Aqueous Zn–MnO2 batteries have received much attention due to their low cost, safety, reliability, and large storage capacity. However, the sluggish ion/electron transport kinetics of bulk MnO2 inevitably decreases the rate capability and cycle stability of Zn–MnO2 batteries. Herein, hierarchical MnO2 nanosheet arrays self-anchored and grown in polyaniline-derived carbon nanotubes (PCNT@MnO2, denoted as PCMO) with enhanced stability are prepared by employing PCNT as both a substrate and a sacrificial reductant.
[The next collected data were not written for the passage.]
//! Rule and indicator text parser.
//!
//! Grammar:
//! ```text
//! rules     := rule (';' rule)*
//! rule      := field operator number
//! field     := ident ('.' ident)?
//! operator  := '>=' | '<=' | '==' | '>' | '<' | 'crosses_above' | 'crosses_below'
//! indicator := NAME ('(' number (',' number)* ')')?
//! ```
//!
//! Errors carry the character offset so callers can point at the problem.

use crate::domain::error::ParseError;
use crate::domain::indicator::IndicatorKind;
use crate::domain::rule::{Rule, RuleOperator};

struct Parser<'a> {
    input: &'a str,
    pos: usize,
}

impl<'a> Parser<'a> {
    fn new(input: &'a str) -> Self {
        Self { input, pos: 0 }
    }

    fn remaining(&self) -> &'a str {
        &self.input[self.pos..]
    }

    fn peek(&self) -> Option<char> {
        self.remaining().chars().next()
    }

    fn advance(&mut self) -> Option<char> {
        let ch = self.peek()?;
        self.pos += ch.len_utf8();
        Some(ch)
    }

    fn skip_whitespace(&mut self) {
        while let Some(ch) = self.peek() {
            if ch.is_whitespace() {
                self.advance();
            } else {
                break;
            }
        }
    }

    fn error(&self, message: impl Into<String>) -> ParseError {
        ParseError {
            message: message.into(),
            position: self.pos,
        }
    }

    fn expect_char(&mut self, expected: char) -> Result<(), ParseError> {
        self.skip_whitespace();
        match self.peek() {
            Some(ch) if ch == expected => {
                self.advance();
                Ok(())
            }
            Some(ch) => Err(self.error(format!("expected '{}', found '{}'", expected, ch))),
            None => Err(self.error(format!("expected '{}', found end of input", expected))),
        }
    }

    fn expect_end(&mut self) -> Result<(), ParseError> {
        self.skip_whitespace();
        match self.peek() {
            None => Ok(()),
            Some(_) => Err(self.error(format!("unexpected trailing input '{}'", self.peek_word()))),
        }
    }

    fn peek_word(&self) -> String {
        let word: String = self
            .remaining()
            .chars()
            .take_while(|c| c.is_alphanumeric() || *c == '_')
            .collect();
        if word.is_empty() {
            self.peek()
                .map(|c| c.to_string())
                .unwrap_or_else(|| "end of input".to_string())
        } else {
            word
        }
    }

    fn parse_ident(&mut self, what: &str) -> Result<&'a str, ParseError> {
        self.skip_whitespace();
        let start = self.pos;
        while let Some(ch) = self.peek() {
            if ch.is_alphanumeric() || ch == '_' {
                self.advance();
            } else {
                break;
            }
        }
        if self.pos == start {
            return Err(self.error(format!("expected {}, found '{}'", what, self.peek_word())));
        }
        Ok(&self.input[start..self.pos])
    }

    fn parse_field(&mut self) -> Result<String, ParseError> {
        let key = self.parse_ident("indicator field")?;
        if self.peek() == Some('.') {
            self.advance();
            let sub = self.parse_ident("sub-field")?;
            return Ok(format!("{}.{}", key, sub));
        }
        Ok(key.to_string())
    }

    fn parse_operator(&mut self) -> Result<RuleOperator, ParseError> {
        self.skip_whitespace();
        let remaining = self.remaining();
        for op in RuleOperator::ALL {
            let symbol = op.symbol();
            let Some(head) = remaining.get(..symbol.len()) else {
                continue;
            };
            if !head.eq_ignore_ascii_case(symbol) {
                continue;
            }
            let joined_word = remaining[symbol.len()..]
                .chars()
                .next()
                .is_some_and(|c| c.is_alphanumeric() || c == '_');
            if op.is_crossover() && joined_word {
                continue;
            }
            self.pos += symbol.len();
            return Ok(op);
        }
        Err(self.error(format!(
            "expected operator (>, <, >=, <=, ==, crosses_above, crosses_below), found '{}'",
            self.peek_word()
        )))
    }

    fn parse_number(&mut self) -> Result<f64, ParseError> {
        self.skip_whitespace();
        let start = self.pos;
        let mut has_dot = false;
        let mut digits = 0;

        if matches!(self.peek(), Some('-') | Some('+')) {
            self.advance();
        }

        while let Some(ch) = self.peek() {
            if ch.is_ascii_digit() {
                digits += 1;
                self.advance();
            } else if ch == '.' && !has_dot {
                has_dot = true;
                self.advance();
            } else {
                break;
            }
        }

        if digits == 0 {
            return Err(ParseError {
                message: "expected number".to_string(),
                position: start,
            });
        }

        let num_str = &self.input[start..self.pos];
        num_str.parse::<f64>().map_err(|_| ParseError {
            message: format!("invalid number: {}", num_str),
            position: start,
        })
    }

    fn parse_rule(&mut self) -> Result<Rule, ParseError> {
        let field = self.parse_field()?;
        let operator = self.parse_operator()?;
        let value = self.parse_number()?;
        Ok(Rule {
            field,
            operator,
            value,
        })
    }

    fn parse_indicator(&mut self) -> Result<IndicatorKind, ParseError> {
        self.skip_whitespace();
        let name_pos = self.pos;
        let name = self.parse_ident("indicator name")?.to_ascii_uppercase();

        let mut args: Vec<f64> = Vec::new();
        self.skip_whitespace();
        if self.peek() == Some('(') {
            self.advance();
            self.skip_whitespace();
            if self.peek() != Some(')') {
                loop {
                    args.push(self.parse_number()?);
                    self.skip_whitespace();
                    if self.peek() == Some(',') {
                        self.advance();
                    } else {
                        break;
                    }
                }
            }
            self.expect_char(')')?;
        }

        let arity = |expected: usize| -> Result<(), ParseError> {
            if args.len() == expected {
                Ok(())
            } else {
                Err(ParseError {
                    message: format!(
                        "{} takes {} parameter(s), found {}",
                        name,
                        expected,
                        args.len()
                    ),
                    position: name_pos,
                })
            }
        };
        let period = |value: f64| -> Result<usize, ParseError> {
            if value.fract() == 0.0 && value >= 1.0 {
                Ok(value as usize)
            } else {
                Err(ParseError {
                    message: format!("{} periods must be whole numbers >= 1, found {}", name, value),
                    position: name_pos,
                })
            }
        };

        match name.as_str() {
            "SMA" => {
                arity(1)?;
                Ok(IndicatorKind::Sma { period: period(args[0])? })
            }
            "EMA" => {
                arity(1)?;
                Ok(IndicatorKind::Ema { period: period(args[0])? })
            }
            "RSI" => {
                arity(1)?;
                Ok(IndicatorKind::Rsi { period: period(args[0])? })
            }
            "ATR" => {
                arity(1)?;
                Ok(IndicatorKind::Atr { period: period(args[0])? })
            }
            "MACD" => {
                arity(3)?;
                Ok(IndicatorKind::Macd {
                    fast: period(args[0])?,
                    slow: period(args[1])?,
                    signal: period(args[2])?,
                })
            }
            "BOLLINGER" | "BB" => {
                arity(2)?;
                Ok(IndicatorKind::Bollinger {
                    period: period(args[0])?,
                    k: args[1],
                })
            }
            "STOCHASTIC" | "STOCH" => {
                arity(2)?;
                Ok(IndicatorKind::Stochastic {
                    k_period: period(args[0])?,
                    d_period: period(args[1])?,
                })
            }
            "VWAP" => {
                arity(0)?;
                Ok(IndicatorKind::Vwap)
            }
            _ => Err(ParseError {
                message: format!(
                    "unknown indicator '{}' (expected SMA, EMA, RSI, MACD, BOLLINGER, STOCHASTIC, ATR, VWAP)",
                    name
                ),
                position: name_pos,
            }),
        }
    }
}

/// Parse a single rule such as `macd.histogram crosses_above 0`.
pub fn parse_rule(input: &str) -> Result<Rule, ParseError> {
    let mut parser = Parser::new(input);
    let rule = parser.parse_rule()?;
    parser.expect_end()?;
    Ok(rule)
}

/// Parse a `;`-separated rule list. Blank segments are skipped; error
/// positions are relative to the whole input.
pub fn parse_rules(input: &str) -> Result<Vec<Rule>, ParseError> {
    let mut rules = Vec::new();
    let mut offset = 0;
    for segment in input.split(';') {
        if !segment.trim().is_empty() {
            let rule = parse_rule(segment).map_err(|e| ParseError {
                message: e.message,
                position: e.position + offset,
            })?;
            rules.push(rule);
        }
        offset += segment.len() + 1;
    }
    Ok(rules)
}

/// Parse an indicator definition such as `MACD(12,26,9)` or `VWAP`.
pub fn parse_indicator(input: &str) -> Result<IndicatorKind, ParseError> {
    let mut parser = Parser::new(input);
    let kind = parser.parse_indicator()?;
    parser.expect_end()?;
    Ok(kind)
}
//! Outbound entry signals produced by live evaluation.

use chrono::{DateTime, Utc};
use serde::{Deserialize, Serialize};
use std::fmt;

use crate::domain::position::{stop_loss_price, take_profit_price};
use crate::domain::strategy::RiskParameters;

#[derive(Debug, Clone, Copy, PartialEq, Eq, Hash, Serialize, Deserialize)]
#[serde(rename_all = "lowercase")]
pub enum Side {
    Buy,
}

impl fmt::Display for Side {
    fn fmt(&self, f: &mut fmt::Formatter<'_>) -> fmt::Result {
        match self {
            Side::Buy => f.write_str("buy"),
        }
    }
}

/// Sizing derived the same way the simulator sizes an entry. Turning the
/// percentage into a quantity is left to the order sink, which knows the
/// account balance.
#[derive(Debug, Clone, PartialEq, Serialize, Deserialize)]
#[serde(rename_all = "camelCase")]
pub struct SizingHint {
    pub position_size_percent: f64,
    pub reference_price: f64,
    #[serde(default, skip_serializing_if = "Option::is_none")]
    pub stop_loss: Option<f64>,
    #[serde(default, skip_serializing_if = "Option::is_none")]
    pub take_profit: Option<f64>,
}

impl SizingHint {
    pub fn from_risk(risk: &RiskParameters, reference_price: f64) -> Self {
        Self {
            position_size_percent: risk.position_size_percent,
            reference_price,
            stop_loss: risk
                .stop_loss_percent
                .map(|pct| stop_loss_price(reference_price, pct)),
            take_profit: risk
                .take_profit_percent
                .map(|pct| take_profit_price(reference_price, pct)),
        }
    }
}

#[derive(Debug, Clone, PartialEq, Serialize, Deserialize)]
#[serde(rename_all = "camelCase")]
pub struct OutboundSignal {
    pub strategy_id: String,
    pub symbol: String,
    pub side: Side,
    pub sizing: SizingHint,
    pub generated_at: DateTime<Utc>,
}

impl OutboundSignal {
    pub fn entry(
        strategy_id: impl Into<String>,
        symbol: impl Into<String>,
        risk: &RiskParameters,
        reference_price: f64,
        generated_at: DateTime<Utc>,
    ) -> Self {
        Self {
            strategy_id: strategy_id.into(),
            symbol: symbol.into(),
            side: Side::Buy,
            sizing: SizingHint::from_risk(risk, reference_price),
            generated_at,
        }
    }
}
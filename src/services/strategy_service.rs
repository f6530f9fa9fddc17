//! Lifecycle operations on stored strategies.

use std::sync::Arc;

use chrono::Utc;
use tracing::{info, warn};

use crate::domain::error::RuletraderError;
use crate::domain::lifecycle::StrategyStatus;
use crate::domain::strategy::{Strategy, StrategyConfig};
use crate::ports::event_port::EventPublisher;
use crate::ports::repository_port::StrategyRepository;
use crate::services::{load, persist};

pub struct StrategyService {
    repo: Arc<dyn StrategyRepository>,
    events: Arc<dyn EventPublisher>,
}

impl StrategyService {
    pub fn new(repo: Arc<dyn StrategyRepository>, events: Arc<dyn EventPublisher>) -> Self {
        Self { repo, events }
    }

    pub async fn create(
        &self,
        owner_id: &str,
        config: StrategyConfig,
    ) -> Result<Strategy, RuletraderError> {
        let mut strategy = Strategy::new(owner_id, config, Utc::now())?;
        persist(self.repo.as_ref(), self.events.as_ref(), &mut strategy).await?;
        info!(strategy_id = %strategy.id(), name = %strategy.name(), "strategy created");
        Ok(strategy)
    }

    pub async fn get(&self, id: &str) -> Result<Strategy, RuletraderError> {
        load(self.repo.as_ref(), id).await
    }

    pub async fn list_by_status(&self, status: StrategyStatus) -> Result<Vec<Strategy>, RuletraderError> {
        self.repo.find_by_status(status).await
    }

    pub async fn activate(&self, id: &str) -> Result<Strategy, RuletraderError> {
        self.transition(id, |s| s.activate(Utc::now())).await
    }

    pub async fn pause(&self, id: &str) -> Result<Strategy, RuletraderError> {
        self.transition(id, |s| s.pause(Utc::now())).await
    }

    pub async fn stop(&self, id: &str) -> Result<Strategy, RuletraderError> {
        self.transition(id, |s| s.stop(Utc::now())).await
    }

    pub async fn update_configuration(
        &self,
        id: &str,
        config: StrategyConfig,
    ) -> Result<Strategy, RuletraderError> {
        let strategy = self
            .transition(id, move |s| s.update_configuration(config, Utc::now()))
            .await?;
        if strategy.backtest_is_stale() {
            warn!(
                strategy_id = %id,
                status = %strategy.status(),
                "configuration changed after the last backtest; rerun before relying on it"
            );
        }
        Ok(strategy)
    }

    async fn transition<F>(&self, id: &str, apply: F) -> Result<Strategy, RuletraderError>
    where
        F: FnOnce(&mut Strategy) -> Result<(), RuletraderError> + Send,
    {
        let mut strategy = load(self.repo.as_ref(), id).await?;
        let from = strategy.status();
        apply(&mut strategy)?;
        persist(self.repo.as_ref(), self.events.as_ref(), &mut strategy).await?;
        info!(
            strategy_id = %id,
            from = %from,
            to = %strategy.status(),
            "strategy transition"
        );
        Ok(strategy)
    }
}
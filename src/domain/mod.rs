//! Core domain types and logic: indicators, rules, the strategy lifecycle
//! and the backtest simulator. Nothing in here performs I/O.

pub mod backtest;
pub mod candle;
pub mod config_validation;
pub mod error;
pub mod indicator;
pub mod lifecycle;
pub mod metrics;
pub mod position;
pub mod rule;
pub mod rule_eval;
pub mod rule_parser;
pub mod signal;
pub mod strategy;
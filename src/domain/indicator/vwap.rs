//! Volume Weighted Average Price.
//!
//! VWAP[i] = Σ(TP * V) / ΣV from the start of the window, TP = (H + L + C) / 3.
//! No warm-up: output starts at the first candle with non-zero cumulative volume.

use crate::domain::candle::Candle;
use crate::domain::indicator::{IndicatorKind, IndicatorSeries, IndicatorValue};

pub fn calculate_vwap(candles: &[Candle]) -> IndicatorSeries {
    let mut cumulative_pv = 0.0;
    let mut cumulative_volume = 0.0;
    let mut offset = None;
    let mut values = Vec::with_capacity(candles.len());

    for (i, candle) in candles.iter().enumerate() {
        cumulative_pv += candle.typical_price() * candle.volume;
        cumulative_volume += candle.volume;
        if offset.is_none() && cumulative_volume == 0.0 {
            continue;
        }
        offset.get_or_insert(i);
        // one point per candle once started; NaN reads as missing
        let vwap = if cumulative_volume == 0.0 {
            f64::NAN
        } else {
            cumulative_pv / cumulative_volume
        };
        values.push(IndicatorValue::Simple(vwap));
    }

    match offset {
        Some(offset) => IndicatorSeries::aligned(IndicatorKind::Vwap, candles, offset, values),
        None => IndicatorSeries::empty(IndicatorKind::Vwap),
    }
}
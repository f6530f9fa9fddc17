//! Backtest simulator.
//!
//! Replays each symbol's candles through the indicator engine and rule
//! evaluator, holding at most one long position per symbol. Symbols are
//! scanned one after another in configuration order and share one running
//! capital balance.
//!
//! Per candle `i`:
//! 1. flat and entry rules hold: commit `capital * position_size%` at `close[i]`
//! 2. holding a position opened before `i`: stop loss, then take profit,
//!    then exit rules; the first hit closes at `close[i]`
//!
//! A position closed at `i` is not re-entered until `i + 1`. Whatever is
//! still open after a symbol's last candle is closed at that close with
//! reason `end_of_window`.

use std::collections::HashMap;

use serde::{Deserialize, Serialize};
use tracing::debug;

use crate::domain::candle::Candle;
use crate::domain::error::RuletraderError;
use crate::domain::indicator::{IndicatorSet, compute_all};
use crate::domain::metrics::{DrawdownTracker, TradeStats, profitability};
use crate::domain::position::{ExitReason, Position, Trade};
use crate::domain::rule_eval::{evaluate_entry, evaluate_exit};
use crate::domain::strategy::StrategyConfig;

/// Lowest win rate (inclusive) a backtest may have and still pass.
pub const MIN_WIN_RATE_PERCENT: f64 = 40.0;

#[derive(Debug, Clone, PartialEq, Serialize, Deserialize)]
#[serde(rename_all = "camelCase")]
pub struct BacktestResult {
    pub initial_capital: f64,
    pub final_capital: f64,
    pub total_trades: usize,
    pub winning_trades: usize,
    pub losing_trades: usize,
    pub win_rate: f64,
    pub profitability: f64,
    pub max_drawdown: f64,
    pub trades: Vec<Trade>,
    #[serde(default, skip_serializing_if = "Option::is_none")]
    pub error: Option<String>,
}

impl BacktestResult {
    /// Sentinel recorded when a backtest could not run to completion.
    pub fn failed(initial_capital: f64, error: impl Into<String>) -> Self {
        Self {
            initial_capital,
            final_capital: 0.0,
            total_trades: 0,
            winning_trades: 0,
            losing_trades: 0,
            win_rate: 0.0,
            profitability: -100.0,
            max_drawdown: 0.0,
            trades: Vec::new(),
            error: Some(error.into()),
        }
    }

    /// `profitability > 0`, `win_rate >= 40` and drawdown within the limit.
    pub fn passes(&self, max_drawdown_percent: f64) -> bool {
        self.error.is_none()
            && self.profitability > 0.0
            && self.win_rate >= MIN_WIN_RATE_PERCENT
            && self.max_drawdown <= max_drawdown_percent
    }

    pub fn stats(&self) -> TradeStats {
        TradeStats::compute(&self.trades)
    }
}

struct Simulation<'a> {
    config: &'a StrategyConfig,
    capital: f64,
    drawdown: DrawdownTracker,
    trades: Vec<Trade>,
}

struct OpenPosition {
    position: Position,
    notional: f64,
}

impl<'a> Simulation<'a> {
    fn new(config: &'a StrategyConfig, initial_capital: f64) -> Self {
        Self {
            config,
            capital: initial_capital,
            drawdown: DrawdownTracker::new(initial_capital),
            trades: Vec::new(),
        }
    }

    fn run_symbol(&mut self, symbol: &str, candles: &[Candle]) {
        let indicators = compute_all(&self.config.indicators, candles);
        let mut open: Option<OpenPosition> = None;

        for (i, candle) in candles.iter().enumerate() {
            open = match open.take() {
                None => self.try_enter(symbol, candle, &indicators, i),
                Some(held) => match self.exit_reason(&held.position, candle.close, &indicators, i) {
                    Some(reason) => {
                        self.close(held, candle, reason);
                        None
                    }
                    None => Some(held),
                },
            };
        }

        if let (Some(held), Some(last)) = (open, candles.last()) {
            self.close(held, last, ExitReason::EndOfWindow);
        }
    }

    fn try_enter(
        &mut self,
        symbol: &str,
        candle: &Candle,
        indicators: &IndicatorSet,
        index: usize,
    ) -> Option<OpenPosition> {
        if !evaluate_entry(&self.config.rules, indicators, index) {
            return None;
        }
        let risk = &self.config.risk;
        let notional = self.capital * risk.position_size_percent / 100.0;
        if notional <= 0.0 {
            return None;
        }
        self.capital -= notional;
        let position = Position::open(
            symbol,
            candle.close,
            notional,
            candle.time,
            risk.stop_loss_percent,
            risk.take_profit_percent,
        );
        debug!(
            symbol,
            price = candle.close,
            quantity = position.quantity,
            notional,
            time = %candle.time,
            "open position"
        );
        Some(OpenPosition { position, notional })
    }

    fn exit_reason(
        &self,
        position: &Position,
        price: f64,
        indicators: &IndicatorSet,
        index: usize,
    ) -> Option<ExitReason> {
        if position.should_stop_loss(price) {
            Some(ExitReason::StopLoss)
        } else if position.should_take_profit(price) {
            Some(ExitReason::TakeProfit)
        } else if evaluate_exit(&self.config.rules, indicators, index) {
            Some(ExitReason::ExitSignal)
        } else {
            None
        }
    }

    fn close(&mut self, held: OpenPosition, candle: &Candle, reason: ExitReason) {
        let trade = held.position.close(candle.close, candle.time, reason);
        self.capital += held.notional + trade.profit;
        self.drawdown.record(self.capital);
        debug!(
            symbol = %trade.symbol,
            price = trade.exit_price,
            profit = trade.profit,
            reason = %reason,
            capital = self.capital,
            "close position"
        );
        self.trades.push(trade);
    }

    fn finish(self, initial_capital: f64) -> BacktestResult {
        let stats = TradeStats::compute(&self.trades);
        BacktestResult {
            initial_capital,
            final_capital: self.capital,
            total_trades: stats.total_trades,
            winning_trades: stats.winning_trades,
            losing_trades: stats.losing_trades,
            win_rate: stats.win_rate(),
            profitability: profitability(initial_capital, self.capital),
            max_drawdown: self.drawdown.max_drawdown(),
            trades: self.trades,
            error: None,
        }
    }
}

/// Candles must be strictly increasing in time with finite, positive closes
/// and finite, non-negative volume.
pub fn validate_candles(symbol: &str, candles: &[Candle]) -> Result<(), RuletraderError> {
    for (i, candle) in candles.iter().enumerate() {
        if !candle.volume.is_finite() || candle.volume < 0.0 {
            return Err(RuletraderError::Simulation {
                reason: format!(
                    "{symbol}: candle {i} at {} has invalid volume {}",
                    candle.time, candle.volume
                ),
            });
        }
        if !candle.close.is_finite() || candle.close <= 0.0 {
            return Err(RuletraderError::Simulation {
                reason: format!(
                    "{symbol}: candle {i} at {} has invalid close {}",
                    candle.time, candle.close
                ),
            });
        }
        if i > 0 && candle.time <= candles[i - 1].time {
            return Err(RuletraderError::Simulation {
                reason: format!(
                    "{symbol}: candle {i} at {} is not after {}",
                    candle.time,
                    candles[i - 1].time
                ),
            });
        }
    }
    Ok(())
}

/// Run a backtest of `config` over `candles_by_symbol`. Symbols with no
/// candles simply produce no trades.
pub fn run_backtest(
    config: &StrategyConfig,
    candles_by_symbol: &HashMap<String, Vec<Candle>>,
    initial_capital: f64,
) -> Result<BacktestResult, RuletraderError> {
    if !initial_capital.is_finite() || initial_capital <= 0.0 {
        return Err(RuletraderError::Simulation {
            reason: format!("initial capital must be positive, got {initial_capital}"),
        });
    }

    let empty: &[Candle] = &[];
    let windows: Vec<(&str, &[Candle])> = config
        .symbols
        .iter()
        .map(|symbol| {
            let candles = candles_by_symbol
                .get(symbol)
                .map(Vec::as_slice)
                .unwrap_or(empty);
            (symbol.as_str(), candles)
        })
        .collect();
    for (symbol, candles) in &windows {
        validate_candles(symbol, candles)?;
    }

    let mut sim = Simulation::new(config, initial_capital);
    for (symbol, candles) in windows {
        sim.run_symbol(symbol, candles);
    }
    Ok(sim.finish(initial_capital))
}
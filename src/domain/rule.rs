//! Rule data structures.
//!
//! A `Rule` compares one indicator field against a constant threshold:
//! - `field`: indicator key, optionally with a sub-field (`macd.histogram`)
//! - `operator`: comparison or crossover
//! - `value`: threshold
//!
//! A `RuleSet` holds entry rules (all must hold) and exit rules (any may hold).

use crate::domain::error::RuletraderError;
use serde::{Deserialize, Serialize};
use std::fmt;
use std::str::FromStr;

#[derive(Debug, Clone, Copy, PartialEq, Eq, Hash, Serialize, Deserialize)]
pub enum RuleOperator {
    #[serde(rename = ">")]
    GreaterThan,
    #[serde(rename = "<")]
    LessThan,
    #[serde(rename = ">=")]
    GreaterOrEqual,
    #[serde(rename = "<=")]
    LessOrEqual,
    #[serde(rename = "==")]
    Equal,
    #[serde(rename = "crosses_above")]
    CrossesAbove,
    #[serde(rename = "crosses_below")]
    CrossesBelow,
}

impl RuleOperator {
    pub const ALL: [RuleOperator; 7] = [
        RuleOperator::GreaterOrEqual,
        RuleOperator::LessOrEqual,
        RuleOperator::Equal,
        RuleOperator::GreaterThan,
        RuleOperator::LessThan,
        RuleOperator::CrossesAbove,
        RuleOperator::CrossesBelow,
    ];

    pub fn symbol(&self) -> &'static str {
        match self {
            RuleOperator::GreaterThan => ">",
            RuleOperator::LessThan => "<",
            RuleOperator::GreaterOrEqual => ">=",
            RuleOperator::LessOrEqual => "<=",
            RuleOperator::Equal => "==",
            RuleOperator::CrossesAbove => "crosses_above",
            RuleOperator::CrossesBelow => "crosses_below",
        }
    }

    pub fn is_crossover(&self) -> bool {
        matches!(self, RuleOperator::CrossesAbove | RuleOperator::CrossesBelow)
    }
}

impl fmt::Display for RuleOperator {
    fn fmt(&self, f: &mut fmt::Formatter<'_>) -> fmt::Result {
        f.write_str(self.symbol())
    }
}

impl FromStr for RuleOperator {
    type Err = RuletraderError;

    fn from_str(s: &str) -> Result<Self, Self::Err> {
        let trimmed = s.trim();
        RuleOperator::ALL
            .into_iter()
            .find(|op| op.symbol().eq_ignore_ascii_case(trimmed))
            .ok_or_else(|| {
                RuletraderError::validation("rule operator", format!("unknown operator '{s}'"))
            })
    }
}

#[derive(Debug, Clone, PartialEq, Serialize, Deserialize)]
pub struct Rule {
    pub field: String,
    pub operator: RuleOperator,
    pub value: f64,
}

impl Rule {
    /// Build a validated rule.
    pub fn new(
        field: impl Into<String>,
        operator: RuleOperator,
        value: f64,
    ) -> Result<Self, RuletraderError> {
        let rule = Rule {
            field: field.into(),
            operator,
            value,
        };
        rule.validate()?;
        Ok(rule)
    }

    pub fn validate(&self) -> Result<(), RuletraderError> {
        let (key, sub) = self.field_parts();
        if key.is_empty() || sub.is_some_and(str::is_empty) {
            return Err(RuletraderError::validation(
                "rule field",
                format!("'{}' must name an indicator field", self.field),
            ));
        }
        if !self.value.is_finite() {
            return Err(RuletraderError::validation(
                "rule value",
                format!("threshold for '{}' must be a finite number", self.field),
            ));
        }
        Ok(())
    }

    /// Split `key.sub` into the indicator key and optional sub-field.
    pub fn field_parts(&self) -> (&str, Option<&str>) {
        split_field(&self.field)
    }
}

/// `key.sub` to `(key, Some(sub))`, both trimmed; a bare key has no sub-field.
pub fn split_field(field: &str) -> (&str, Option<&str>) {
    let field = field.trim();
    match field.split_once('.') {
        Some((key, sub)) => (key.trim(), Some(sub.trim())),
        None => (field, None),
    }
}

impl fmt::Display for Rule {
    fn fmt(&self, f: &mut fmt::Formatter<'_>) -> fmt::Result {
        write!(f, "{} {} {}", self.field, self.operator, self.value)
    }
}

#[derive(Debug, Clone, Default, PartialEq, Serialize, Deserialize)]
pub struct RuleSet {
    pub entry: Vec<Rule>,
    pub exit: Vec<Rule>,
}

impl RuleSet {
    pub fn new(entry: Vec<Rule>, exit: Vec<Rule>) -> Self {
        Self { entry, exit }
    }

    pub fn validate(&self) -> Result<(), RuletraderError> {
        if self.entry.is_empty() {
            return Err(RuletraderError::validation(
                "entry rules",
                "at least one entry rule is required",
            ));
        }
        self.entry.iter().chain(&self.exit).try_for_each(Rule::validate)
    }

    /// Indicator keys referenced by any rule, in first-seen order.
    pub fn referenced_keys(&self) -> Vec<&str> {
        let mut keys: Vec<&str> = Vec::new();
        for rule in self.entry.iter().chain(&self.exit) {
            let (key, _) = rule.field_parts();
            if !keys.contains(&key) {
                keys.push(key);
            }
        }
        keys
    }
}
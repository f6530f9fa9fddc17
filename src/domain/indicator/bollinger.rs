//! Bollinger Bands indicator.
//!
//! Bollinger Bands consist of:
//! - Middle: Simple Moving Average (SMA) over n periods
//! - Upper: Middle + (k × StdDev)
//! - Lower: Middle - (k × StdDev)
//!
//! Where StdDev is population standard deviation (divides by N, not N-1).
//!
//! Default parameters: period=20, k=2.0
//! First output at index period-1.

use crate::domain::candle::{closes, Candle};
use crate::domain::indicator::{IndicatorKind, IndicatorSeries, IndicatorValue};

pub fn calculate_bollinger(candles: &[Candle], period: usize, k: f64) -> IndicatorSeries {
    let kind = IndicatorKind::Bollinger { period, k };
    if period == 0 || candles.len() < period {
        return IndicatorSeries::empty(kind);
    }

    let values = closes(candles)
        .windows(period)
        .map(|window| {
            let middle = window.iter().sum::<f64>() / period as f64;
            let half_width = k * population_stddev(window, middle);
            IndicatorValue::Bollinger {
                upper: middle + half_width,
                middle,
                lower: middle - half_width,
            }
        })
        .collect();

    IndicatorSeries::aligned(kind, candles, period - 1, values)
}

fn population_stddev(window: &[f64], mean: f64) -> f64 {
    let variance = window
        .iter()
        .map(|v| {
            let diff = v - mean;
            diff * diff
        })
        .sum::<f64>()
        / window.len() as f64;
    variance.sqrt()
}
The hollow PCNT conductive skeleton feature and robust integrated MnO2 nanosheet arrays in PCMO are not only favorable for enhancing electronic conductivity and accelerating electronic migration but also provide effective nucleation sites for the growth of MnO2 nanosheets and unimpeded ion channels, resulting in high specific capacity, rapid ion-diffusion kinetics, and long-term cycle stability. Specifically, the optimized PCMO material (PCMO-2) can deliver 264 mAh g–1 at 0.2 A g–1 after 120 cycles without obvious capacity decay, superior to the bare MnO2 material. Moreover, the as-fabricated PCMO//Zn battery can exhibit a high energy density of 320.2 Wh kg–1 at a power density of 120 W kg–1. The rational design of low-cost and integrated core–shell architecture with robust contact between MnO2 nanosheet arrays and a hollow conductive skeleton is expected to achieve cost-effective and high-performance Zn–MnO2 batteries.